Speaker
Description
The winding angle of the heliospheric magnetic field (HMF) is investigated by analyzing approximately 60 years of in situ spacecraft observations of the solar wind and the HMF at Earth. Yearly averages of the winding angle of the Low-Resolution OMNI (LRO) dataset, hosted on the NASA OMNIWeb website, are calculated taking into consideration the sector structure of the magnetic field measurements. The Lomb-Scargle periodogram is employed as a statistical method to determine whether the yearly averaged results show a dependence on the 11-year solar cycle. The results of previous analyses of the winding angle defined by the Parker model of the HMF at Earth are reproduced within reasonable agreement, after which the analysis is extended to the full LRO dataset for the case of a two-dimensional (2D) winding angle, and a three-dimensional (3D) model of the winding angle.

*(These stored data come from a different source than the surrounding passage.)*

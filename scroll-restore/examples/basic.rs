// Example: a minimal host that navigates, reloads, and restores.
use scroll_restore::{
    Extent, HistoryAction, HistoryEvent, Location, MemoryStorage, MutationWatcher, Offset,
    ScrollManager, ScrollManagerOptions, Scrollable, SessionStorage, Viewport,
};

#[derive(Default)]
struct Page {
    offset: Offset,
}

impl Scrollable for Page {
    fn scroll_offset(&self) -> Offset {
        self.offset
    }

    fn set_scroll_offset(&mut self, offset: Offset) {
        self.offset = offset;
    }

    fn scroll_size(&self) -> Extent {
        Extent::new(1280.0, 4000.0)
    }

    fn client_size(&self) -> Extent {
        Extent::new(1280.0, 800.0)
    }
}

impl Viewport for Page {
    fn scroll_into_view(&mut self, _element_id: &str) -> bool {
        false
    }
}

fn main() {
    let mut m = ScrollManager::new(
        ScrollManagerOptions::default(),
        MemoryStorage::new(),
        Page::default(),
        Box::new(MutationWatcher::new()),
        1,
    );
    m.start();

    let to_a = HistoryEvent::new(Location::new().with_key("a"), HistoryAction::Push, 2);
    m.handle_history(&to_a, 0);
    // The user scrolls down on "a".
    m.viewport_mut().set_scroll_offset(Offset::new(0.0, 1200.0));

    let to_b = HistoryEvent::new(Location::new().with_key("b"), HistoryAction::Push, 3);
    m.handle_history(&to_b, 16);
    m.restore_window(16);
    println!("on b: viewport offset={:?}", m.viewport().scroll_offset());

    let back = HistoryEvent::new(Location::new().with_key("a"), HistoryAction::Pop, 3);
    m.handle_history(&back, 32);
    let outcome = m.restore_window(32);
    println!("restore on back: {outcome:?}");
    println!("back on a: viewport offset={:?}", m.viewport().scroll_offset());

    m.flush();
    let stored = m
        .storage()
        .get_item("ScrollManager")
        .ok()
        .flatten()
        .unwrap_or_default();
    println!("session state: {stored}");
}
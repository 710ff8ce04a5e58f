use alloc::collections::BTreeMap;
use alloc::string::String;
use alloc::vec::Vec;

use crate::state::{PositionMap, PositionRecord, SessionState};
use crate::{LocationKey, Offset, StateError};

/// Stored scroll positions plus the list of history entries they belong to.
///
/// `live_locations` holds the keys of entries still reachable by back/forward navigation, in
/// push order. It only shrinks from the tail (see [`PositionStore::prune`]).
///
/// This type is pure bookkeeping. Superseding an in-flight retry on save is the manager's
/// job (see `ScrollManager::save_position`).
#[derive(Clone, Debug, Default, PartialEq)]
pub struct PositionStore {
    positions: PositionMap,
    locations: Vec<LocationKey>,
}

impl PositionStore {
    pub fn new() -> Self {
        Self::default()
    }

    /// Builds a store from persisted state. Returns the stored active location key, if any.
    pub fn from_state(state: SessionState) -> (Self, Option<LocationKey>) {
        let SessionState {
            positions,
            locations,
            location_key,
        } = state;
        (
            Self {
                positions,
                locations,
            },
            location_key,
        )
    }

    pub fn to_state(&self, active: &str) -> SessionState {
        SessionState {
            positions: self.positions.clone(),
            locations: self.locations.clone(),
            location_key: Some(String::from(active)),
        }
    }

    pub fn serialize(&self, active: &str) -> Result<String, StateError> {
        self.to_state(active).encode()
    }

    pub fn deserialize(raw: &str) -> Result<(Self, Option<LocationKey>), StateError> {
        SessionState::decode(raw).map(Self::from_state)
    }

    /// Overwrites the offset stored for `(location, scroll_key)`.
    pub fn save(&mut self, location: &str, scroll_key: &str, offset: Offset) {
        strace!(location, scroll_key, x = offset.x, y = offset.y, "save");
        self.positions
            .entry(String::from(location))
            .or_insert_with(BTreeMap::new)
            .insert(String::from(scroll_key), PositionRecord::new(scroll_key, offset));
    }

    /// Returns the stored offset, or `None` when nothing was saved for the pair.
    pub fn load(&self, location: &str, scroll_key: &str) -> Option<Offset> {
        self.positions
            .get(location)?
            .get(scroll_key)
            .map(|record| record.offset(scroll_key))
    }

    /// Pops live locations from the tail until at most `keep` remain, dropping their stored
    /// positions. Returns the number of locations removed.
    pub fn prune(&mut self, keep: usize) -> usize {
        let mut removed = 0usize;
        while self.locations.len() > keep {
            let Some(key) = self.locations.pop() else {
                break;
            };
            strace!(location = %key, "prune");
            self.positions.remove(&key);
            removed += 1;
        }
        removed
    }

    pub fn push_location(&mut self, key: LocationKey) {
        self.locations.push(key);
    }

    pub fn live_locations(&self) -> &[LocationKey] {
        &self.locations
    }

    pub fn live_len(&self) -> usize {
        self.locations.len()
    }

    /// Whether any position is stored for `location`.
    pub fn has_positions(&self, location: &str) -> bool {
        self.positions.contains_key(location)
    }

    pub fn stored_locations(&self) -> impl Iterator<Item = &str> {
        self.positions.keys().map(String::as_str)
    }
}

In general, the 2D winding angle was found to be overwound from the average value predicted by the Parker model and to a similar degree as reported by previous studies, while also showing a statistically significant dependence on the solar cycle. The 3D winding angle was found to be underwound from the average value predicted by the Parker model, with no statistically significant dependence on the solar cycle. The underwound result of the 3D HMF can, in principle, be explained by a simple model of the HMF that accounts for the influence of turbulent fluctuations transverse to the Parker HMF that yields similar deviations from the winding angles predicted by the Parker HMF as those of the 3D winding angle model.